▶ _What this task involves_: Word for word, transcribe the data below.

▶ _Recorded data_:
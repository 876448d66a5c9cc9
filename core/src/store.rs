//! The host resource store.
//!
//! [`ResourceStore`] owns every host-side entity of one scene in flat arrays.
//! Cross references are indices: submeshes point at their mesh by [`MeshId`]
//! and at their material by [`MaterialRefId`], meshes point at their world
//! transform by index.
//!
//! Before upload, [`ResourceStore::compute_buffer_layout`] assigns each mesh a
//! [`BufferRegion`] in the shared vertex and index buffers in one
//! deterministic pass over the meshes.

use std::fmt;

use glam::{Mat4, Vec3};

use crate::error::LayoutError;
use crate::material::{MaterialModel, MaterialProxy, MaterialRef, MaterialRefId, MaterialState};
use crate::mesh::{BufferRegion, DrawDescriptor, Mesh, MeshId, Submesh, SubmeshId};
use crate::sampler::SamplerDesc;
use crate::skeleton::Skeleton;
use crate::texture::{DefaultTexture, HostImage, HostTexture};

/// Alignment of each mesh's vertex region in the shared vertex buffer.
pub const VERTEX_REGION_ALIGNMENT: u64 = 4;
/// Alignment of each mesh's index region in the shared index buffer.
pub const INDEX_REGION_ALIGNMENT: u64 = 4;

/// Round `value` up to a multiple of `alignment` (a power of two).
pub fn align_up(value: u64, alignment: u64) -> u64 {
    (value + alignment - 1) & !(alignment - 1)
}

/// Byte totals computed by [`ResourceStore::compute_buffer_layout`].
#[derive(Debug, Clone, Copy, PartialEq, Eq, Default)]
pub struct BufferLayout {
    /// Size of the shared vertex buffer, padding included.
    pub vertex_buffer_size: u64,
    /// Size of the shared index buffer, padding included.
    pub index_buffer_size: u64,
    /// Size of the transform buffer (one `Mat4` per transform).
    pub transform_buffer_size: u64,
    /// Total RGBA8 bytes across all images, defaults included.
    pub image_bytes: u64,
}

/// Entity counts and byte totals, logged after a load.
#[derive(Debug, Clone, Copy, PartialEq, Eq, Default)]
pub struct SceneStats {
    /// Mesh instances.
    pub meshes: usize,
    /// Submeshes.
    pub submeshes: usize,
    /// Submeshes with a material reference.
    pub drawable_submeshes: usize,
    /// Material references.
    pub materials: usize,
    /// Textures, defaults included.
    pub textures: usize,
    /// Images, defaults included.
    pub images: usize,
    /// Samplers.
    pub samplers: usize,
    /// Skeletons.
    pub skeletons: usize,
    /// Animation clips across all skeletons.
    pub animations: usize,
    /// Unpadded vertex bytes.
    pub vertex_bytes: u64,
    /// Unpadded index bytes.
    pub index_bytes: u64,
    /// RGBA8 image bytes.
    pub image_bytes: u64,
}

impl fmt::Display for SceneStats {
    fn fmt(&self, f: &mut fmt::Formatter<'_>) -> fmt::Result {
        write!(
            f,
            "{} meshes, {} submeshes ({} drawable), {} materials, {} textures, {} images, \
             {} samplers, {} skeletons, {} animations, {} vertex bytes, {} index bytes, \
             {} image bytes",
            self.meshes,
            self.submeshes,
            self.drawable_submeshes,
            self.materials,
            self.textures,
            self.images,
            self.samplers,
            self.skeletons,
            self.animations,
            self.vertex_bytes,
            self.index_bytes,
            self.image_bytes,
        )
    }
}

/// Host-side scene: images, samplers, textures, materials, meshes,
/// transforms and skeletons.
#[derive(Debug, Default)]
pub struct ResourceStore {
    images: Vec<HostImage>,
    samplers: Vec<SamplerDesc>,
    textures: Vec<HostTexture>,
    first_default_texture: Option<usize>,
    proxies: Vec<MaterialProxy>,
    material_refs: Vec<MaterialRef>,
    meshes: Vec<Mesh>,
    submeshes: Vec<Submesh>,
    transforms: Vec<Mat4>,
    skeletons: Vec<Skeleton>,
    layout: Option<BufferLayout>,
}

▶ _Expected answer_:
repository 876448d66a5c9cc9
filename core/src/store.rs
//! The host resource store.
//!
//! [`ResourceStore`] owns every host-side entity of one scene in flat arrays.
//! Cross references are indices: submeshes point at their mesh by [`MeshId`]
//! and at their material by [`MaterialRefId`], meshes point at their world
//! transform by index.
//!
//! Before upload, [`ResourceStore::compute_buffer_layout`] assigns each mesh a
//! [`BufferRegion`] in the shared vertex and index buffers in one
//! deterministic pass over the meshes.

use std::fmt;

use glam::{Mat4, Vec3};

use crate::error::LayoutError;
use crate::material::{MaterialModel, MaterialProxy, MaterialRef, MaterialRefId, MaterialState};
use crate::mesh::{BufferRegion, DrawDescriptor, Mesh, MeshId, Submesh, SubmeshId};
use crate::sampler::SamplerDesc;
use crate::skeleton::Skeleton;
use crate::texture::{DefaultTexture, HostImage, HostTexture};

/// Alignment of each mesh's vertex region in the shared vertex buffer.
pub const VERTEX_REGION_ALIGNMENT: u64 = 4;
/// Alignment of each mesh's index region in the shared index buffer.
pub const INDEX_REGION_ALIGNMENT: u64 = 4;

/// Round `value` up to a multiple of `alignment` (a power of two).
pub fn align_up(value: u64, alignment: u64) -> u64 {
    (value + alignment - 1) & !(alignment - 1)
}

/// Byte totals computed by [`ResourceStore::compute_buffer_layout`].
#[derive(Debug, Clone, Copy, PartialEq, Eq, Default)]
pub struct BufferLayout {
    /// Size of the shared vertex buffer, padding included.
    pub vertex_buffer_size: u64,
    /// Size of the shared index buffer, padding included.
    pub index_buffer_size: u64,
    /// Size of the transform buffer (one `Mat4` per transform).
    pub transform_buffer_size: u64,
    /// Total RGBA8 bytes across all images, defaults included.
    pub image_bytes: u64,
}

/// Entity counts and byte totals, logged after a load.
#[derive(Debug, Clone, Copy, PartialEq, Eq, Default)]
pub struct SceneStats {
    /// Mesh instances.
    pub meshes: usize,
    /// Submeshes.
    pub submeshes: usize,
    /// Submeshes with a material reference.
    pub drawable_submeshes: usize,
    /// Material references.
    pub materials: usize,
    /// Textures, defaults included.
    pub textures: usize,
    /// Images, defaults included.
    pub images: usize,
    /// Samplers.
    pub samplers: usize,
    /// Skeletons.
    pub skeletons: usize,
    /// Animation clips across all skeletons.
    pub animations: usize,
    /// Unpadded vertex bytes.
    pub vertex_bytes: u64,
    /// Unpadded index bytes.
    pub index_bytes: u64,
    /// RGBA8 image bytes.
    pub image_bytes: u64,
}

impl fmt::Display for SceneStats {
    fn fmt(&self, f: &mut fmt::Formatter<'_>) -> fmt::Result {
        write!(
            f,
            "{} meshes, {} submeshes ({} drawable), {} materials, {} textures, {} images, \
             {} samplers, {} skeletons, {} animations, {} vertex bytes, {} index bytes, \
             {} image bytes",
            self.meshes,
            self.submeshes,
            self.drawable_submeshes,
            self.materials,
            self.textures,
            self.images,
            self.samplers,
            self.skeletons,
            self.animations,
            self.vertex_bytes,
            self.index_bytes,
            self.image_bytes,
        )
    }
}

/// Host-side scene: images, samplers, textures, materials, meshes,
/// transforms and skeletons.
#[derive(Debug, Default)]
pub struct ResourceStore {
    images: Vec<HostImage>,
    samplers: Vec<SamplerDesc>,
    textures: Vec<HostTexture>,
    first_default_texture: Option<usize>,
    proxies: Vec<MaterialProxy>,
    material_refs: Vec<MaterialRef>,
    meshes: Vec<Mesh>,
    submeshes: Vec<Submesh>,
    transforms: Vec<Mat4>,
    skeletons: Vec<Skeleton>,
    layout: Option<BufferLayout>,
}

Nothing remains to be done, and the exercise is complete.